There are three financial control techniques organizations can use to monitor their financial stability: budgeting, analyzing financial statements and financial audits. The technique companies use primarily to control the annual operations is through a budgeting system (Bierman, Ferrell, & Ferrell, 2016). An organizations operating budget will be written for short term goals which include the daily operations, cash flow and routine purchases; and their long term goals of purchasing capital equipment, plan for future expenses and possible environmental changes. I believe every large organization performs all three financial control techniques. Aside from budgeting, accounting must have the ability to analyze financial statements to understand the complete picture of the organization. Financial statements can indicate what the company owns or their assets, what they are making payments on and how much they have borrowed (Bierman, Ferrell, & Ferrell, 2016). The accounting department should routinely perform a financial audit of all the company's financial records. This allows the leaders to determine if they are achieving their goals, where they may need to cut back, where they may need to invest more money and their overall financial "success". Organizations that are global can have difficulty due to the change in currency in each country.

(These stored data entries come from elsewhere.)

//! Emergency-stop monitor.
//!
//! Assertion is level-triggered and latches; release requires the input
//! to be physically clear and an operator acknowledgement. Repeated
//! failed release attempts lock the release path out for the configured
//! duration.

use tracing::{error, info, warn};

use sorter_common::clock::secs_to_ns;
use sorter_common::config::SafetySettings;

/// Why an E-stop release was refused.
#[derive(Debug, Clone, thiserror::Error)]
pub enum ReleaseError {
    #[error("E-stop input still asserted")]
    StillAsserted,

    #[error("E-stop not asserted")]
    NotAsserted,

    #[error("release locked out for {remaining_s:.0} s")]
    LockedOut { remaining_s: f64 },
}

#[derive(Debug)]
pub struct EStopMonitor {
    enabled: bool,
    asserted: bool,
    failed_attempts: u32,
    max_failed_attempts: u32,
    lockout_until_ns: Option<u64>,
    lockout_duration_ns: u64,
}

impl EStopMonitor {
    pub fn from_settings(settings: &SafetySettings) -> Self {
        Self {
            enabled: settings.emergency_stop_enabled,
            asserted: false,
            failed_attempts: 0,
            max_failed_attempts: settings.max_failed_attempts,
            lockout_until_ns: None,
            lockout_duration_ns: secs_to_ns(settings.lockout_duration_minutes * 60.0),
        }
    }

    #[inline]
    pub const fn is_asserted(&self) -> bool {
        self.asserted
    }

    #[inline]
    pub const fn is_enabled(&self) -> bool {
        self.enabled
    }

    /// Latch an assertion observed by the reflex sampler thread.
    /// Returns true exactly once per assertion edge.
    pub fn force_asserted(&mut self) -> bool {
        if self.enabled && !self.asserted {
            self.asserted = true;
            error!("emergency stop asserted");
            return true;
        }
        false
    }

    /// Feed one sampled input level. Returns true exactly once per
    /// assertion edge; the caller then executes the emergency sequence.
    pub fn sample(&mut self, input_active: bool) -> bool {
        if !self.enabled {
            return false;
        }
        if input_active && !self.asserted {
            self.asserted = true;
            error!("emergency stop asserted");
            return true;
        }
        false
    }

    /// Operator release + acknowledge. The input must be clear; too many
    /// failed attempts lock the release path out.
    pub fn release(&mut self, input_active: bool, now_ns: u64) -> Result<(), ReleaseError> {
        if !self.asserted {
            return Err(ReleaseError::NotAsserted);
        }
        if let Some(until) = self.lockout_until_ns {
            if now_ns < until {
                return Err(ReleaseError::LockedOut {
                    remaining_s: (until - now_ns) as f64 / 1e9,
                });
            }
            self.lockout_until_ns = None;
            self.failed_attempts = 0;
        }
        if input_active {
            self.failed_attempts += 1;
            warn!(
                attempts = self.failed_attempts,
                "E-stop release refused: input still asserted"
            );
            if self.failed_attempts >= self.max_failed_attempts {
                self.lockout_until_ns = Some(now_ns + self.lockout_duration_ns);
                warn!("E-stop release locked out");
            }
            return Err(ReleaseError::StillAsserted);
        }
        self.asserted = false;
        self.failed_attempts = 0;
        info!("emergency stop released");
        Ok(())
    }
}
//! Orchestrator: component wiring, lifecycle, and the control surface.
//!
//! Instantiates components leaf-first from a validated configuration
//! snapshot, runs the trigger → classify → schedule → fire pipeline, and
//! exposes the control operations the external API layer calls. The
//! pipeline advances through `step`, which drains safety intents before
//! anything else, so forced transitions always win.
//!
//! Classification and dispatch each run in one of two modes: dedicated
//! worker threads fed by bounded channels (production; the control loop
//! never blocks on inference or GPIO, so due fires dispatch on time), or
//! inline on the control loop (tests and `--simulate`, deterministic
//! under a virtual clock). A shared halt flag plus a fire-command
//! generation tag make cancelled work a no-op in both modes.

use std::collections::{HashMap, HashSet, VecDeque};
use std::sync::atomic::{AtomicBool, AtomicU64, Ordering};
use std::sync::mpsc::{sync_channel, Receiver, SyncSender, TrySendError};
use std::sync::Arc;
use std::thread::JoinHandle;
use std::time::Duration;

use tracing::{debug, info, warn};

use sorter_common::clock::{millis_to_ns, secs_to_ns, Clock, NANOS_PER_SEC};
use sorter_common::config::{validate_reload_scope, AiModelSettings, ConfigError, SorterConfig};
use sorter_common::event::{BinState, MetricsSnapshot, TelemetryEvent, Topic};
use sorter_common::fault::{Fault, FaultKind, FaultReport, Severity};
use sorter_common::item::{Category, Classification, DropReason, Item, ItemId, ItemOutcome};
use sorter_common::state::SystemState;

use sorter_hal::actuator::{build_actuator, Actuator, ActuatorShared, ActuatorStatus};
use sorter_hal::belt::{BeltController, BeltState};
use sorter_hal::edge::EdgeDetector;
use sorter_hal::gpio::GpioBackend;
use sorter_hal::pins::PinRegistry;
use sorter_hal::ultrasonic::UltrasonicSensor;
use sorter_hal::HalError;

use crate::bins::BinMonitor;
use crate::classifier::{Classifier, ClassifierClient, ClassifyError, ModelSlot};
use crate::machine::{ForcedTransition, GuardContext, SorterStateMachine, TransitionError};
use crate::metrics::{wall_ts_ms, MetricsCollector, SystemSample};
use crate::recovery::{FailoverTarget, RecoveryAction, RecoveryPolicy, RecoverySupervisor};
use crate::safety::estop::ReleaseError;
use crate::safety::limits::{LimitAction, LimitsWatchdog, SystemSampler};
use crate::safety::EStopMonitor;
use crate::scheduler::{DispatchScheduler, DueAction, FireCommand, ScheduleInputs, ScheduleRequest};
use crate::telemetry::{DropPolicy, Subscription, TelemetryBus};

The dollar is not represented the same in Mexico, Europe or Asia: one dollar does not equal 1 of that companies currency and the dollar as we know it fluctuates in its equivalent in other countries. Bierman, L., Ferrell, O. C., & Ferrell, L. (2016). Management: Principles and applications, custom edition [Electronic version]. Solon, OH: Academic Media Solutions

REPLY TO QUENTIN:

While there are numerous financial tools used by organizations, budgeting is the primary tool to manage the operations of an organization. "A budget is an annual, formal, written plan that directs future operations in financial terms. Budgeting allows companies to anticipate and control financial resource needs" (Bierman, Ferrell, and Ferrell, 2016, 15.1). It can equip managers in various ways. A financial plan is the go to reporting for finances and measures that have occurred over a given time. The budget can allow the managers to see the actual numbers to make well informed decisions for the company. The budget can be broken down into subsets to better understand and where issues may arise that are potentially harming the company. The budget is the surefire approach to finding out how the company is operating and managers can appropriate certain funds where needed if one area is lagging behind. Budgeting also helps with future forecasting and expansion. Financial controls may differ in the global market due to currency, taxes, and risk. Currency rates may be different in select countries and products may be sold for cheaper than the US, which may make it less beneficial for the company and include profit loss. Taxes may be higher and that would affect the budget and profit as well. Risk management is key because various ones may present themselves such as political uncertainty, new technology interruptions, and business interruptions. Bierman, L., Ferrell, O. C., & Ferrell, L. (2016). Management: Principles and applications, custom edition [Electronic version]. Solon, OH: Academic Media Solutions.